El DSM-IV distingue dos tipos de dependencia:
  • Con dependencia fisiológica: signos de tolerancia o abstinencia (por ejemplo si se cumplen cualquiera de los puntos 1 o 2).
  • Sin dependencia fisiológica: no hay signos de tolerancia o abstinencia (por ejemplo si no se cumplen los puntos 1 y 2).

    Las adicciones se asocian con el consumo y abuso de sustancias como el alcohol, la cocaína y la heroína, y con otras muchas que modifican la forma de pensar, sentir y comportarse de quien las consume.

    Aunque cada una de las sustancias que vamos a describir tiene efectos únicos, hay semejanzas en sus modalidades de consumo y en la forma en que se trata quienes abusan de ellas.

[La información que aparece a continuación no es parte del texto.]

//! Table-definition and upsert statements derived from a [`Model`].

use crate::model::{ColumnType, Model};

#[derive(Debug, Clone, PartialEq, thiserror::Error)]
pub enum StatementError {
    #[error("model has no columns to write")]
    NoColumns,
    #[error("model has no unique key to resolve upsert conflicts on")]
    NoConflictTarget,
}

/// Column name that marks a table for time partitioning.
pub const TIME_COLUMN: &str = "time";

pub fn storage_type(column_type: ColumnType) -> &'static str {
    match column_type {
        ColumnType::String => "TEXT",
        ColumnType::BigInt => "BIGINT",
        ColumnType::Float => "NUMERIC(10,4)",
        ColumnType::Int => "INTEGER",
        ColumnType::DateTime => "TIMESTAMPTZ NOT NULL",
        ColumnType::DateTimeNullable => "TIMESTAMPTZ",
    }
}

pub fn quote_ident(name: &str) -> String {
    format!("\"{}\"", name.replace('"', "\"\""))
}

/// Quote a possibly schema-qualified table name segment by segment.
pub fn qualify_table(table: &str) -> String {
    table.split('.').map(quote_ident).collect::<Vec<_>>().join(".")
}

fn column_list(names: impl Iterator<Item = impl AsRef<str>>) -> String {
    names.map(|n| quote_ident(n.as_ref())).collect::<Vec<_>>().join(", ")
}

/// DDL that brings `table` in line with the model, in execution order.
///
/// A column-less model yields no statements. With `hypertables` set and a
/// `time` column in the unique key, a second statement converts the table
/// into a TimescaleDB hypertable; other destinations leave the flag off.
pub fn schema_statements(model: &Model, table: &str, hypertables: bool) -> Vec<String> {
    if model.is_empty() {
        return Vec::new();
    }

    let mut lines: Vec<String> = model
        .columns()
        .iter()
        .map(|c| format!("    {} {}", quote_ident(&c.name), storage_type(c.column_type)))
        .collect();
    if !model.unique_keys().is_empty() {
        lines.push(format!("    PRIMARY KEY ({})", column_list(model.unique_keys().iter())));
    }

    let mut statements = vec![format!(
        "CREATE TABLE IF NOT EXISTS {} (\n{}\n)",
        qualify_table(table),
        lines.join(",\n")
    )];

    if hypertables && model.is_key(TIME_COLUMN) {
        let regclass = qualify_table(table).replace('\'', "''");
        statements.push(format!(
            "SELECT create_hypertable('{regclass}', '{TIME_COLUMN}', if_not_exists => TRUE)"
        ));
    }

    statements
}

/// Parameterized idempotent write: one `$n` placeholder per column in model
/// order, overwriting every non-key column when the unique key already exists.
pub fn upsert_statement(model: &Model, table: &str) -> Result<String, StatementError> {
    if model.is_empty() {
        return Err(StatementError::NoColumns);
    }
    if model.unique_keys().is_empty() {
        return Err(StatementError::NoConflictTarget);
    }

    let columns = model.columns();
    let placeholders = (1..=columns.len()).map(|i| format!("${i}")).collect::<Vec<_>>().join(", ");
    let updates: Vec<String> = columns
        .iter()
        .filter(|c| !model.is_key(&c.name))
        .map(|c| format!("{0} = EXCLUDED.{0}", quote_ident(&c.name)))
        .collect();

    let mut sql = format!(
        "INSERT INTO {} ({}) VALUES ({}) ON CONFLICT ({}) DO ",
        qualify_table(table),
        column_list(columns.iter().map(|c| &c.name)),
        placeholders,
        column_list(model.unique_keys().iter()),
    );
    if updates.is_empty() {
        sql.push_str("NOTHING");
    } else {
        sql.push_str("UPDATE SET ");
        sql.push_str(&updates.join(", "));
    }
    Ok(sql)
}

    Vamos a describir en primer lugar algunos términos importantes:
    • Sustancia: alude a compuestos químicos que se ingieren y alteran el estado de ánimo o el comportamiento. Si bien podríamos pensar en primer término en drogas como la cocaína y la heroína, esta definición comprende también sustancias legales más comunes como el alcohol, la nicotina y la cafeína.
    • Consumo: es la ingestión de sustancias psicoactivas en cantidades moderadas que no interfieren de manera significativa en el funcionamiento social, educativo u ocupacional. La ingestión ocasional de café o alcohol son ejemplos de consumo de sustancias.
    • Intoxicación: es nuestra reacción fisiológica a la ingestión de sustancias. Que una persona se intoxique depende de la sustancia que ingiera, la cantidad que consuma y la reacción biológica personal del individuo. La intoxicación puede experimentarse como cambio del estado de ánimo o como una menor habilidad motriz.
    • Abuso: en el DSM-IV el abuso de sustancias se define según la interferencia significativa de dicha sustancia en la vida de la persona que la consume. Si éstas trastornan la educación, el trabajo o las relaciones del individuo con los demás, le ponen en situaciones de peligro físico o si tiene problemas legales relacionados, entonces se le consideraría como alguien que abusa de sustancias.